Problem statement :: Tell how many lines in the data below contain "OsRandom", using one number as the whole reply.

Data ::
━━━

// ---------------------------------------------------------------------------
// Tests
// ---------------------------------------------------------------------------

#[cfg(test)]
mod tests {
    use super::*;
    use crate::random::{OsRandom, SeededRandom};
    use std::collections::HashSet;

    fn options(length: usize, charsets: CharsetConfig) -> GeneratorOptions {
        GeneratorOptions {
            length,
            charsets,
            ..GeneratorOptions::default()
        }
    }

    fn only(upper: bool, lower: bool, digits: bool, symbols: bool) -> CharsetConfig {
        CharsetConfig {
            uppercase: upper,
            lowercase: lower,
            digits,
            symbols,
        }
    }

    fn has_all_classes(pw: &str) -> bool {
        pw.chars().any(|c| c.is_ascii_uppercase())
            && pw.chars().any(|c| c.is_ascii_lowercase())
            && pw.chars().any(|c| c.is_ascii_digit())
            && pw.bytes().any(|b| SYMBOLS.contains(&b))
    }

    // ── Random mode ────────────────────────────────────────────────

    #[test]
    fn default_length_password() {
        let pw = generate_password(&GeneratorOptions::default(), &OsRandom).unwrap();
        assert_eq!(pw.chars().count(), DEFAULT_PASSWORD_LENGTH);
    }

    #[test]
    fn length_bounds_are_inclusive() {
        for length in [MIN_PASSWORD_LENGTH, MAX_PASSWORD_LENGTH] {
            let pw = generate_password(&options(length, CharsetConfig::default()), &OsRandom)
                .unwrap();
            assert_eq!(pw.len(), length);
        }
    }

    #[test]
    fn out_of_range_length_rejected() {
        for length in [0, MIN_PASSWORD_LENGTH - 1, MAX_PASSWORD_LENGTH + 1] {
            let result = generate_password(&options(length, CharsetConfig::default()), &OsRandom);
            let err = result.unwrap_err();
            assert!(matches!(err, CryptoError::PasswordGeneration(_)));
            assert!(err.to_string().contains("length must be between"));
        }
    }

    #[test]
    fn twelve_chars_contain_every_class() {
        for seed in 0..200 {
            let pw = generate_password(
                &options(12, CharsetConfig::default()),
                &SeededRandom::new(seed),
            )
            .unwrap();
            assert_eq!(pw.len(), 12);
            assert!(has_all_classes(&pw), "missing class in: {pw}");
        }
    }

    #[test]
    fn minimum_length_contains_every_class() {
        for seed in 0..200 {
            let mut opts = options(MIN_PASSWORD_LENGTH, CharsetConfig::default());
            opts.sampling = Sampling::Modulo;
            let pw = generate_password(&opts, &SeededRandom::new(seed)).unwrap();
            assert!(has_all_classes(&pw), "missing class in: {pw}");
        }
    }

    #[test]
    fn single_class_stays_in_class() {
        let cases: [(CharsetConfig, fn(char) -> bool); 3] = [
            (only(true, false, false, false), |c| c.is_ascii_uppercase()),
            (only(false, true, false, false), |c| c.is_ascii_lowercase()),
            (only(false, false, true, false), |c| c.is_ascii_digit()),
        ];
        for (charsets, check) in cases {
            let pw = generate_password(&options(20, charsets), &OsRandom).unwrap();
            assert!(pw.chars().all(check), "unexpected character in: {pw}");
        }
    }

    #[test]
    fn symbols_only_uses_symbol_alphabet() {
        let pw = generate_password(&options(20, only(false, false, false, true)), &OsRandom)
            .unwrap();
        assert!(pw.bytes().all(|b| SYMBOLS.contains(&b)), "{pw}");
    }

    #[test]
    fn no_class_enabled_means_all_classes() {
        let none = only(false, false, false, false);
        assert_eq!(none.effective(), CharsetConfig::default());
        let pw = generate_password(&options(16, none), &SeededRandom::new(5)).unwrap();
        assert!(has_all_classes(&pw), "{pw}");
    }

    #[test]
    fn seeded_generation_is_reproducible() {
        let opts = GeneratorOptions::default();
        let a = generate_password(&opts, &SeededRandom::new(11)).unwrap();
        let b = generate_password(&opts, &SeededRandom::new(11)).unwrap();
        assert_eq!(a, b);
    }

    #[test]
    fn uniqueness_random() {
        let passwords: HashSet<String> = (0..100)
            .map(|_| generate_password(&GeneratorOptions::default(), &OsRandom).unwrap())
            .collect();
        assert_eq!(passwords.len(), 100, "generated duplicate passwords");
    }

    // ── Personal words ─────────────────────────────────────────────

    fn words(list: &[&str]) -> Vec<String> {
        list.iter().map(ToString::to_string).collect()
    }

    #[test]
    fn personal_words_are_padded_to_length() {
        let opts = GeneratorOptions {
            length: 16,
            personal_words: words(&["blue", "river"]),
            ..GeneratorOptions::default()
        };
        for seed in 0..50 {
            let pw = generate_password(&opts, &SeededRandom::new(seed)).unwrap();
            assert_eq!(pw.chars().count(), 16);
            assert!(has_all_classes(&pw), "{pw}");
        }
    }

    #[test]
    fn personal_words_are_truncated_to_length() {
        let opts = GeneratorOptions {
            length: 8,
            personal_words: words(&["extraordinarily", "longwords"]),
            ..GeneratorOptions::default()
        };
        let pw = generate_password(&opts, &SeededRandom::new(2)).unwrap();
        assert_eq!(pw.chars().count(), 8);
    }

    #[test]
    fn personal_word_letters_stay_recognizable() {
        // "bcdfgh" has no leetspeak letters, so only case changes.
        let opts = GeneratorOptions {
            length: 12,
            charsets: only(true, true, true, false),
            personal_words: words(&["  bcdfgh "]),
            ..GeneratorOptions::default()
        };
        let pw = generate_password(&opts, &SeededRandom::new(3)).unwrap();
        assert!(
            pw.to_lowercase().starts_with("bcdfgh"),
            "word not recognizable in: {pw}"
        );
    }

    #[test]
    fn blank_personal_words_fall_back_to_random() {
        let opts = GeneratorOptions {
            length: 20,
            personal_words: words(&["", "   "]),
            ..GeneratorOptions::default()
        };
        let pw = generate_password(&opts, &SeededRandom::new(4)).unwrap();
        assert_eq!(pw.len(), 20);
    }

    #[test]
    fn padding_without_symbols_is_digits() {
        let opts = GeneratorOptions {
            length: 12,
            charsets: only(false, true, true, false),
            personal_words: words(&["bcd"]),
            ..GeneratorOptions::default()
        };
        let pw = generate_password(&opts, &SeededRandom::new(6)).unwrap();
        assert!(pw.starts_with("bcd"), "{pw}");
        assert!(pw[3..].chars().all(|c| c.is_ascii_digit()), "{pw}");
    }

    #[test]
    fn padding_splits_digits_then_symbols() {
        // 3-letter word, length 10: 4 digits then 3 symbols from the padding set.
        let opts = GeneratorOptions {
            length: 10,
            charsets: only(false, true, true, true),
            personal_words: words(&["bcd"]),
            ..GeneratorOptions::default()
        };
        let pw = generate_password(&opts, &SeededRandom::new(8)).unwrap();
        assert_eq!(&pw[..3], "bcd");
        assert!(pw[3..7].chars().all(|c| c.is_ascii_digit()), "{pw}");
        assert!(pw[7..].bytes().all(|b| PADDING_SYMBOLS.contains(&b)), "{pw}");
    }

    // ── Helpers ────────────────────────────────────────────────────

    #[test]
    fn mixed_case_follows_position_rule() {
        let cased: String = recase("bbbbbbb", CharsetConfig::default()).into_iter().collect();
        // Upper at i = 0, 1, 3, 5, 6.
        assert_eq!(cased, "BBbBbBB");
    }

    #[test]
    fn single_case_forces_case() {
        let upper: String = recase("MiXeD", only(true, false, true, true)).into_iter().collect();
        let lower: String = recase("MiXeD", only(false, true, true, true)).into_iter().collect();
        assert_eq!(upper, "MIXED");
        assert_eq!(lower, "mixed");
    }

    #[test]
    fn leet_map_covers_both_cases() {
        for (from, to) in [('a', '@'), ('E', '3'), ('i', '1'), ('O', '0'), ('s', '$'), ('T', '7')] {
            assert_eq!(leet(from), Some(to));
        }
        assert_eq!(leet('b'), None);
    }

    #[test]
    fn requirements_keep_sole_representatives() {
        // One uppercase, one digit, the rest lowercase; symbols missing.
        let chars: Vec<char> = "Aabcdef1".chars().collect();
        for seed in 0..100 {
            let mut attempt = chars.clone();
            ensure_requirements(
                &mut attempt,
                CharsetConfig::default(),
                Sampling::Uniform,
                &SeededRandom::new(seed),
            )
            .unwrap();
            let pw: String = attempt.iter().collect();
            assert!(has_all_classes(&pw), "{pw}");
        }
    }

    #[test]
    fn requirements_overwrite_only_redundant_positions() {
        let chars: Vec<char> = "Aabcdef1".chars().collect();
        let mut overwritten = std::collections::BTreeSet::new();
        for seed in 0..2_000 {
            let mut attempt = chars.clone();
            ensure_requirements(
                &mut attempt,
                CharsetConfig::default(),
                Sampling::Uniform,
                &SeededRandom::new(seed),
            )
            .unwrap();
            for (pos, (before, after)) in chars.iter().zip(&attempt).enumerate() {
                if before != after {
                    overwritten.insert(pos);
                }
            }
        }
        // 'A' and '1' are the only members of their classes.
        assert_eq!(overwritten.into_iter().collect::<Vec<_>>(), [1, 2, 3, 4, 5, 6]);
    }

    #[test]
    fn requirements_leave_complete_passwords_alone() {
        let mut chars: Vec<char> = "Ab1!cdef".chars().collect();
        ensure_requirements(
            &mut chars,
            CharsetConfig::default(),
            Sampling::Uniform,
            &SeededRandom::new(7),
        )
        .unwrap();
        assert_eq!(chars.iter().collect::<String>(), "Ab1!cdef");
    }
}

━━━

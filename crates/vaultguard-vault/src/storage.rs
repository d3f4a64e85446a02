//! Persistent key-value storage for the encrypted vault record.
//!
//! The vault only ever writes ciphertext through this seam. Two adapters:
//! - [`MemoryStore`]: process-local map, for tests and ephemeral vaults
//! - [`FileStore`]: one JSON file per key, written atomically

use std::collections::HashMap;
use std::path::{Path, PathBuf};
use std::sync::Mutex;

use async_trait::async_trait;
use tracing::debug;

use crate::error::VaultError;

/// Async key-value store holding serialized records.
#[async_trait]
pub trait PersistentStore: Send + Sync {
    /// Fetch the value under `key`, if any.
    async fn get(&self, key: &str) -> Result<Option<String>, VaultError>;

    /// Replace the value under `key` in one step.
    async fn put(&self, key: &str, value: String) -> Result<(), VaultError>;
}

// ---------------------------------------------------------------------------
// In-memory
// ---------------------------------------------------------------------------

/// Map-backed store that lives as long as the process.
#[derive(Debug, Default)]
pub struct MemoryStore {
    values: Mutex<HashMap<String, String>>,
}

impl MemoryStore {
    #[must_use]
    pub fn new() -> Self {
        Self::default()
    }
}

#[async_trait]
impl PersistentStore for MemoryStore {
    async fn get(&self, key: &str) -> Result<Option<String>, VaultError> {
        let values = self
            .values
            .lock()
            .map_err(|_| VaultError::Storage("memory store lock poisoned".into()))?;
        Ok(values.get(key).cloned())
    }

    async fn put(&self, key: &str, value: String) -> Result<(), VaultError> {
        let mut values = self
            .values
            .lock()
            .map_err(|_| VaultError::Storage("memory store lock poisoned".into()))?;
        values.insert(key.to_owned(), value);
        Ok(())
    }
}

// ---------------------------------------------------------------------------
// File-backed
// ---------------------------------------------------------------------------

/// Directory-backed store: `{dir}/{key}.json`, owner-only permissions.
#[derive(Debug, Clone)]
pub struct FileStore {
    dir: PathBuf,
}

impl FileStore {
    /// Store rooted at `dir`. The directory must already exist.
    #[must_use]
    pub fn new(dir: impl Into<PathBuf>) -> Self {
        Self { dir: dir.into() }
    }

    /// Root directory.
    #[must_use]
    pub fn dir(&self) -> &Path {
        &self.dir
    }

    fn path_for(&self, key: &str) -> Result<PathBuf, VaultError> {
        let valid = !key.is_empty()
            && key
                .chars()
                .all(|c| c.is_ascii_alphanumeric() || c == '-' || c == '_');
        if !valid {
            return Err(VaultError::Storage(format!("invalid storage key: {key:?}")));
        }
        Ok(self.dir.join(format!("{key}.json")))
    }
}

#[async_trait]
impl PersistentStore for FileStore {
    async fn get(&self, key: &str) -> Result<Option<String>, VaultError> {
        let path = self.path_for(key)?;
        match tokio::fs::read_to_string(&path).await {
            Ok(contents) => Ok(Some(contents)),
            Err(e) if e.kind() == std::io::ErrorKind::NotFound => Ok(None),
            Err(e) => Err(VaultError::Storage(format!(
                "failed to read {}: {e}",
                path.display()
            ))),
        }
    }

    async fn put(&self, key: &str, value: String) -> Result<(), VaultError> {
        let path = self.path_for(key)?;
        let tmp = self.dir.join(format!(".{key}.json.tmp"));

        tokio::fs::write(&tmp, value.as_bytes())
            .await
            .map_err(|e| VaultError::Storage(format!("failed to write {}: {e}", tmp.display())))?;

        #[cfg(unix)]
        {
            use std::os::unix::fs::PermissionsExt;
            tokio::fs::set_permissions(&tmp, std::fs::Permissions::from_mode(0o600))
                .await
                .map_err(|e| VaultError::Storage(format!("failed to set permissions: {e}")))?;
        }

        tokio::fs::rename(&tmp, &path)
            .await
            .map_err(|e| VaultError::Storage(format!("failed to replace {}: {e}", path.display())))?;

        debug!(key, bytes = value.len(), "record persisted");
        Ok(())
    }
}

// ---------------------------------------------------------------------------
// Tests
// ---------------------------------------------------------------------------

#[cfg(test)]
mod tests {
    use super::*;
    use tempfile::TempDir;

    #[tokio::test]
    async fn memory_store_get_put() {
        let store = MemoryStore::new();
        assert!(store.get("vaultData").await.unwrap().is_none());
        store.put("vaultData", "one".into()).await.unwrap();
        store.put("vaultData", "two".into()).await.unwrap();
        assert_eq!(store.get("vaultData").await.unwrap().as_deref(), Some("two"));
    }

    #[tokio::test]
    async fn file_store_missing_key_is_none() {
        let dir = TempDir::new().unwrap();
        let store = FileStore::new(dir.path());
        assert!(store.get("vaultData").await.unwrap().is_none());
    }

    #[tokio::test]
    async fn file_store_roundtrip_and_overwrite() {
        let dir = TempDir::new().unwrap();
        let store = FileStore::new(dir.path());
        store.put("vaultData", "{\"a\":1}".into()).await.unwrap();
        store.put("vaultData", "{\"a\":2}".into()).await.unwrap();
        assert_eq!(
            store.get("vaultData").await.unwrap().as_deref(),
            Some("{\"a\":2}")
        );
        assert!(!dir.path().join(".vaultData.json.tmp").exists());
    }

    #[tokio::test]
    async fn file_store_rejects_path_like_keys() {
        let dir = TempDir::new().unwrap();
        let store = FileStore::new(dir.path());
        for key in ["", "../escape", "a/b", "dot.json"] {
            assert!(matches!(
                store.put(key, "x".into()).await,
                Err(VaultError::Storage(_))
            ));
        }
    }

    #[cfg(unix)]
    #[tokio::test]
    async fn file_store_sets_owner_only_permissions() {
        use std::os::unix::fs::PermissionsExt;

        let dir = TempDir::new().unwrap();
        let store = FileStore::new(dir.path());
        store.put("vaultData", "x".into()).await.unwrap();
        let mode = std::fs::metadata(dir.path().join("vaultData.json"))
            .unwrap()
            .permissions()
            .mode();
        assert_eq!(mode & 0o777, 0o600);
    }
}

━━━

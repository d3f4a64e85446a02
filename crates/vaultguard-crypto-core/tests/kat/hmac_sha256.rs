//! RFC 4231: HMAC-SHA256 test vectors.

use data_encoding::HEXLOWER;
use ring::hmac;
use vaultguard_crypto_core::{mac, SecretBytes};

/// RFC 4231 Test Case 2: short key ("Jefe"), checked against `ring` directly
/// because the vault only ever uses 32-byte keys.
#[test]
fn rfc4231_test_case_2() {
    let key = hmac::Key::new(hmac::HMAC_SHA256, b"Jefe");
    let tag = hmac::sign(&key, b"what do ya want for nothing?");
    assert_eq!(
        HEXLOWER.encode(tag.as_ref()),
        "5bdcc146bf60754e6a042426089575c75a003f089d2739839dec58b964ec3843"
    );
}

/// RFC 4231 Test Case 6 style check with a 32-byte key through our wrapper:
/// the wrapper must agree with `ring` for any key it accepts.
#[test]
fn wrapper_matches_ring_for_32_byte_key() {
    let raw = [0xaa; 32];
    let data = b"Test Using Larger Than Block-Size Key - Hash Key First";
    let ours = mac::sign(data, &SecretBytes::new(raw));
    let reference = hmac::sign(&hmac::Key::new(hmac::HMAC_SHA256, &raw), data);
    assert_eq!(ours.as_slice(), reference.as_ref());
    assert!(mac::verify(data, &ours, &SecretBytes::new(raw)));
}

━━━

Written reply :: 7